# Directions for this task:
If a line in the records below contains "start", copy that line.

# Exercise data:
>>
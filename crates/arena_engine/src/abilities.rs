//! Card abilities.
//!
//! The set is closed, so each ability is a variant of [`Ability`] carrying
//! its own target parameters. [`MatchEngine::use_ability`] checks the
//! common preconditions (turn, own ready card, matching [`AbilityType`],
//! mana) and then hands off to the variant.
//!
//! Shapes:
//!
//! | Ability        | Target                         | Effect                                    |
//! |----------------|--------------------------------|-------------------------------------------|
//! | `Meteor`       | any cell within Manhattan 5    | damage on the cell and its 4 neighbours   |
//! | `DrainSword`   | adjacent enemy card            | damage, caster heals up to its max HP     |
//! | `PiercingShot` | adjacent cell, sets direction  | damage on 3 cells in a line, no blocking  |
//! | `WhirlwindAxe` | none                           | damage on the 8 surrounding cells         |
//! | `Sidestep`     | adjacent enemy card            | damage, then back to the turn-start cell  |
//! | `Cover`        | none                           | redirect nearby hits until next turn      |
//!
//! Area abilities only ever hit opponent cards.

use arena_store::Entity;
use serde::{Deserialize, Serialize};
use tracing::debug;

use crate::components::*;
use crate::engine::{MatchEngine, pay};
use crate::error::{MatchError, MatchResult};
use crate::events::GameEvent;
use crate::grid;
use crate::world::{CardView, Changes, MatchState, Outcome, Seat};

/// An ability invocation with its targeting.
#[derive(Debug, Clone, Copy, PartialEq, Eq, Serialize, Deserialize)]
#[serde(rename_all = "camelCase")]
pub enum Ability {
    Meteor { x: u32, y: u32 },
    DrainSword { target: Entity },
    PiercingShot { x: u32, y: u32 },
    WhirlwindAxe,
    Sidestep { x: u32, y: u32 },
    Cover,
}

impl Ability {
    /// The [`AbilityType`] a card needs to use this ability.
    #[must_use]
    pub fn ability_type(&self) -> AbilityType {
        match self {
            Self::Meteor { .. } => AbilityType::Meteor,
            Self::DrainSword { .. } => AbilityType::DrainSword,
            Self::PiercingShot { .. } => AbilityType::PiercingShot,
            Self::WhirlwindAxe => AbilityType::WhirlwindAxe,
            Self::Sidestep { .. } => AbilityType::Sidestep,
            Self::Cover => AbilityType::Cover,
        }
    }
}

/// Validated effect of an ability, ready to apply.
enum Effect {
    Damage(Vec<(Entity, u32)>),
    Drain { hits: Vec<(Entity, u32)>, heal: u32 },
    Strike {
        hits: Vec<(Entity, u32)>,
        home: Option<(u32, u32)>,
    },
    Guard,
}

impl MatchEngine {
    /// Uses `card`'s ability.
    ///
    /// # Errors
    ///
    /// Turn and card checks as for [`attack`](Self::attack), `InvalidState`
    /// if the card has a different ability, the variant's own targeting
    /// errors, and `ResourceExhausted` without mana.
    pub fn use_ability(
        &self,
        match_id: Entity,
        actor: Entity,
        card: Entity,
        ability: Ability,
    ) -> MatchResult<Outcome> {
        let (state, seat) = self.load_turn(match_id, actor)?;
        let caster = self.ready_card(&state, actor, card)?;
        let kind = ability.ability_type();
        if caster.ability != Some(kind) {
            return Err(MatchError::InvalidState("card does not have this ability"));
        }
        let effect = self.plan(&state, actor, &caster, ability)?;
        let mana = pay(&state, self.rules().costs.ability(kind))?;

        let t = &self.world().tables;
        let mut changes = Changes::new(Some(match_id));
        self.spend(&mut changes, &state, card, mana);
        changes.emit(GameEvent::AbilityUsed {
            card,
            ability: kind,
        });
        match effect {
            Effect::Damage(hits) => self.resolve_hits(&mut changes, &state, actor, hits),
            Effect::Drain { hits, heal } => {
                self.resolve_hits(&mut changes, &state, actor, hits);
                let current = caster.current_hp.saturating_add(heal).min(caster.max_hp);
                if current != caster.current_hp {
                    changes.set(&t.current_hp, card, CurrentHp(current));
                    changes.emit(GameEvent::CardHealed {
                        card,
                        previous: caster.current_hp,
                        current,
                    });
                }
            }
            Effect::Strike { hits, home } => {
                self.resolve_hits(&mut changes, &state, actor, hits);
                changes.set(&t.sidestep, card, SidestepInitialPosition::default());
                if let Some((x, y)) = home {
                    changes.set(&t.position, card, Position::placed(match_id, x, y));
                    changes.emit(GameEvent::CardMoved {
                        card,
                        from: caster.cell(),
                        to: (x, y),
                    });
                }
            }
            Effect::Guard => {
                let mut cover = state.cover;
                let slot = Some(CoverSlot {
                    card,
                    player: actor,
                });
                match seat {
                    Seat::One => cover.one = slot,
                    Seat::Two => cover.two = slot,
                }
                changes.set(&t.cover, match_id, cover);
                changes.emit(GameEvent::CoverRaised {
                    card,
                    player: actor,
                });
            }
        }

        debug!(%match_id, %card, ability = %kind, mana, "ability used");
        Ok(changes.finish())
    }

    fn plan(
        &self,
        state: &MatchState,
        actor: Entity,
        caster: &CardView,
        ability: Ability,
    ) -> MatchResult<Effect> {
        let params = &self.rules().abilities;
        let origin = grid::cell(caster.x, caster.y);
        let hit_all = |cards: Vec<Entity>, damage: u32| {
            let hits = cards.into_iter().map(|card| (card, damage)).collect();
            Effect::Damage(self.covered(state, actor, hits))
        };

        match ability {
            Ability::Meteor { x, y } => {
                if !state.map.contains(x, y) {
                    return Err(MatchError::OutOfBounds("cell is off the board"));
                }
                let center = grid::cell(x, y);
                if grid::manhattan(origin, center) > params.meteor_range {
                    return Err(MatchError::OutOfBounds("target beyond meteor range"));
                }
                let mut cells = vec![(x, y)];
                cells.extend(grid::area(&state.map, center, &grid::ORTHOGONAL));
                let cards = self.enemies_on(state, actor, &cells);
                Ok(hit_all(cards, params.meteor_damage))
            }
            Ability::DrainSword { target } => {
                let victim = self.enemy_card(state, actor, target)?;
                if grid::manhattan(origin, grid::cell(victim.x, victim.y)) != 1 {
                    return Err(MatchError::OutOfBounds("target is not adjacent"));
                }
                let hits = self.covered(state, actor, vec![(target, params.drain_sword_damage)]);
                Ok(Effect::Drain {
                    hits,
                    heal: params.drain_sword_heal,
                })
            }
            Ability::PiercingShot { x, y } => {
                if !state.map.contains(x, y) {
                    return Err(MatchError::OutOfBounds("cell is off the board"));
                }
                let step = grid::direction(origin, grid::cell(x, y)).ok_or(
                    MatchError::OutOfBounds("direction cell must be orthogonally adjacent"),
                )?;
                let cells = grid::ray(&state.map, origin, step, params.piercing_shot_length);
                let cards = self.enemies_on(state, actor, &cells);
                Ok(hit_all(cards, params.piercing_shot_damage))
            }
            Ability::WhirlwindAxe => {
                let t = &self.world().tables;
                let cells: Vec<(u32, u32)> = self
                    .world()
                    .cards_in(state.id)
                    .into_iter()
                    .filter_map(|card| t.position.get(card))
                    .filter(|at| at.placed && grid::chebyshev(origin, grid::cell(at.x, at.y)) == 1)
                    .map(|at| (at.x, at.y))
                    .collect();
                let cards = self.enemies_on(state, actor, &cells);
                Ok(hit_all(cards, params.whirlwind_axe_damage))
            }
            Ability::Sidestep { x, y } => {
                if !state.map.contains(x, y) {
                    return Err(MatchError::OutOfBounds("cell is off the board"));
                }
                if grid::direction(origin, grid::cell(x, y)).is_none() {
                    return Err(MatchError::OutOfBounds("target is not adjacent"));
                }
                let victim = self
                    .world()
                    .occupant(state.id, x, y)
                    .ok_or(MatchError::InvalidState("no card on target cell"))?;
                self.enemy_card(state, actor, victim)?;
                let hits = self.covered(state, actor, vec![(victim, params.sidestep_damage)]);
                Ok(Effect::Strike {
                    hits,
                    home: self.sidestep_home(state, caster),
                })
            }
            Ability::Cover => Ok(Effect::Guard),
        }
    }

    /// The saved turn-start cell, if the caster has left it and it is free.
    fn sidestep_home(&self, state: &MatchState, caster: &CardView) -> Option<(u32, u32)> {
        let saved = self
            .world()
            .tables
            .sidestep
            .get(caster.id)
            .filter(|saved| saved.active)?;
        let home = (saved.x, saved.y);
        (home != caster.cell() && self.world().occupant(state.id, saved.x, saved.y).is_none())
            .then_some(home)
    }
}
<<
# Output for this task:
//! | `Sidestep`     | adjacent enemy card            | damage, then back to the turn-start cell  |
    /// The saved turn-start cell, if the caster has left it and it is free.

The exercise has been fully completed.